*** Opening RECORDS PROVIDED ***
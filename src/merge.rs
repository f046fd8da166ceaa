//! Shallow and deep merging of mapping values.
//!
//! A shallow merge overwrites (or combines) the value stored at each key. A
//! deep merge recurses whenever both the stored and the incoming value are
//! mappings, keeping the representation of the stored one, and falls back to
//! overwrite (or the combiner) for everything else.
//!
//! # Examples
//!
//! ```rust
//! use typed_map::Value;
//! use typed_map::persistent::PersistentMap;
//!
//! let address = |city: &str| {
//!     Value::Map(PersistentMap::singleton("city".to_string(), Value::from(city)))
//! };
//! let base = PersistentMap::new()
//!     .insert("address".to_string(), address("NY"))
//!     .insert("name".to_string(), Value::from("Ada"));
//! let patch = PersistentMap::singleton(
//!     "address".to_string(),
//!     Value::Map(PersistentMap::singleton("zip".to_string(), Value::from(10001))),
//! );
//!
//! let merged = base.merge_deep([&patch]);
//! let merged_address = merged.get("address").unwrap();
//! assert_eq!(merged_address.get("city"), Some(&Value::from("NY")));
//! assert_eq!(merged_address.get("zip"), Some(&Value::from(10001)));
//! ```

use crate::persistent::PersistentMap;
use crate::value::{PlainMap, Value};

/// Conflict resolver: `(existing, incoming, key) -> merged`.
pub type Combiner<'f> = &'f mut dyn FnMut(&Value, &Value, &str) -> Value;

/// Merge strategy shared by maps, plain maps, paths and typed records.
pub(crate) struct Merger<'f> {
    deep: bool,
    combiner: Option<Combiner<'f>>,
}

impl<'f> Merger<'f> {
    pub(crate) const fn shallow() -> Self {
        Self {
            deep: false,
            combiner: None,
        }
    }

    pub(crate) const fn deep() -> Self {
        Self {
            deep: true,
            combiner: None,
        }
    }

    pub(crate) fn with_combiner(self, combiner: Combiner<'f>) -> Self {
        Self {
            combiner: Some(combiner),
            ..self
        }
    }

    /// Computes the value to store for `key` given what is already there.
    pub(crate) fn resolve(&mut self, key: &str, existing: Option<&Value>, incoming: &Value) -> Value {
        match existing {
            None => incoming.clone(),
            Some(existing) if self.deep && existing.is_mapping() && incoming.is_mapping() => {
                self.merge_value(Some(existing), [incoming])
            }
            Some(existing) => match self.combiner.as_mut() {
                Some(combiner) => combiner(existing, incoming, key),
                None => incoming.clone(),
            },
        }
    }

    /// Merges mapping `sources` into `target`.
    ///
    /// A `Plain` target stays `Plain`; any other target (missing, `Null` or a
    /// scalar) starts over as an empty `Map`. Non-mapping sources contribute
    /// nothing.
    pub(crate) fn merge_value<'v, I>(&mut self, target: Option<&Value>, sources: I) -> Value
    where
        I: IntoIterator<Item = &'v Value>,
    {
        let sources = sources.into_iter().map(Value::entries);
        match target {
            Some(Value::Plain(plain)) => Value::Plain(self.merge_plain(plain, sources)),
            Some(Value::Map(map)) => Value::Map(self.merge_persistent(map, sources)),
            _ => Value::Map(self.merge_persistent(&PersistentMap::new(), sources)),
        }
    }

    pub(crate) fn merge_persistent<'v, I, E>(
        &mut self,
        target: &PersistentMap<String, Value>,
        sources: I,
    ) -> PersistentMap<String, Value>
    where
        I: IntoIterator<Item = E>,
        E: IntoIterator<Item = (&'v String, &'v Value)>,
    {
        let mut transient = target.transient();
        for source in sources {
            for (key, incoming) in source {
                let merged = self.resolve(key, transient.get(key.as_str()), incoming);
                transient.insert(key.clone(), merged);
            }
        }
        transient.persistent()
    }

    fn merge_plain<'v, I, E>(&mut self, target: &PlainMap, sources: I) -> PlainMap
    where
        I: IntoIterator<Item = E>,
        E: IntoIterator<Item = (&'v String, &'v Value)>,
    {
        let mut plain = target.clone();
        for source in sources {
            for (key, incoming) in source {
                let merged = self.resolve(key, plain.get(key.as_str()), incoming);
                plain.insert(key.clone(), merged);
            }
        }
        plain
    }
}

impl PersistentMap<String, Value> {
    /// Merges `sources` recursively, left to right.
    ///
    /// Where both the stored and the incoming value are mappings they are
    /// merged in turn; any other incoming value overwrites.
    #[must_use]
    pub fn merge_deep<'a, I>(&self, sources: I) -> Self
    where
        I: IntoIterator<Item = &'a Self>,
    {
        Merger::deep().merge_persistent(self, sources)
    }

    /// Like [`merge_deep`](Self::merge_deep), but non-mapping conflicts are
    /// resolved with `combiner(existing, incoming, key)`.
    ///
    /// # Examples
    ///
    /// ```rust
    /// use typed_map::Value;
    /// use typed_map::persistent::PersistentMap;
    ///
    /// let totals = |count: i64| {
    ///     let inner = PersistentMap::singleton("count".to_string(), Value::from(count));
    ///     PersistentMap::singleton("stats".to_string(), Value::Map(inner))
    /// };
    ///
    /// let merged = totals(1).merge_deep_with(
    ///     |existing, incoming, _key| match (existing, incoming) {
    ///         (Value::Int(left), Value::Int(right)) => Value::Int(left + right),
    ///         (_, incoming) => incoming.clone(),
    ///     },
    ///     [&totals(2)],
    /// );
    /// assert_eq!(merged, totals(3));
    /// ```
    #[must_use]
    pub fn merge_deep_with<'a, F, I>(&self, mut combiner: F, sources: I) -> Self
    where
        F: FnMut(&Value, &Value, &str) -> Value,
        I: IntoIterator<Item = &'a Self>,
    {
        Merger::deep()
            .with_combiner(&mut combiner)
            .merge_persistent(self, sources)
    }
}

// =============================================================================
// Tests
// =============================================================================

#[cfg(test)]
mod tests {
    use super::*;
    use rstest::rstest;

    fn nested(outer: &str, inner: &str, value: Value) -> PersistentMap<String, Value> {
        PersistentMap::singleton(
            outer.to_string(),
            Value::Map(PersistentMap::singleton(inner.to_string(), value)),
        )
    }

    #[rstest]
    fn test_shallow_merge_replaces_nested_mapping() {
        let base = nested("profile", "name", Value::from("Ada"));
        let patch = nested("profile", "age", Value::from(36));

        let merged = base.merge([&patch]);
        assert_eq!(merged, patch);
    }

    #[rstest]
    fn test_deep_merge_combines_nested_mappings() {
        let base = nested("profile", "name", Value::from("Ada"));
        let patch = nested("profile", "age", Value::from(36));

        let merged = base.merge_deep([&patch]);
        let profile = merged.get("profile");
        assert_eq!(profile.and_then(|value| value.get("name")), Some(&Value::from("Ada")));
        assert_eq!(profile.and_then(|value| value.get("age")), Some(&Value::from(36)));
    }

    #[rstest]
    fn test_deep_merge_keeps_plain_representation() {
        let base = PersistentMap::singleton(
            "profile".to_string(),
            Value::Plain(PlainMap::from([("name".to_string(), Value::from("Ada"))])),
        );
        let patch = nested("profile", "age", Value::from(36));

        let merged = base.merge_deep([&patch]);
        let profile = merged.get("profile").and_then(Value::as_plain);
        assert_eq!(profile.map(PlainMap::len), Some(2));
    }

    #[rstest]
    fn test_deep_merge_scalar_overwrites_mapping() {
        let base = nested("profile", "name", Value::from("Ada"));
        let patch = PersistentMap::singleton("profile".to_string(), Value::Null);
        assert_eq!(base.merge_deep([&patch]), patch);
    }

    #[rstest]
    fn test_deep_merge_without_changes_returns_identical_map() {
        let base = nested("profile", "name", Value::from("Ada"));
        let same = base.clone();
        assert!(base.merge_deep([&same]).ptr_eq(&base));
    }

    #[rstest]
    #[case(None)]
    #[case(Some(Value::Null))]
    #[case(Some(Value::from(3)))]
    fn test_merge_value_starts_non_mappings_as_empty_map(#[case] target: Option<Value>) {
        let source = Value::Plain(PlainMap::from([("a".to_string(), Value::from(1))]));
        let merged = Merger::shallow().merge_value(target.as_ref(), [&source, &Value::from("ignored")]);

        assert!(merged.as_map().is_some());
        assert_eq!(merged, source);
    }
}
*** Closing RECORDS PROVIDED ***
**PROBLEM STATEMENT**
Pull out every line above that holds the word "singleton".

**RESULT OF THIS TASK**
//!     Value::Map(PersistentMap::singleton("city".to_string(), Value::from(city)))
//! let patch = PersistentMap::singleton(
//!     Value::Map(PersistentMap::singleton("zip".to_string(), Value::from(10001))),
    ///     let inner = PersistentMap::singleton("count".to_string(), Value::from(count));
    ///     PersistentMap::singleton("stats".to_string(), Value::Map(inner))
        PersistentMap::singleton(
            Value::Map(PersistentMap::singleton(inner.to_string(), value)),
        let base = PersistentMap::singleton(
        let patch = PersistentMap::singleton("profile".to_string(), Value::Null);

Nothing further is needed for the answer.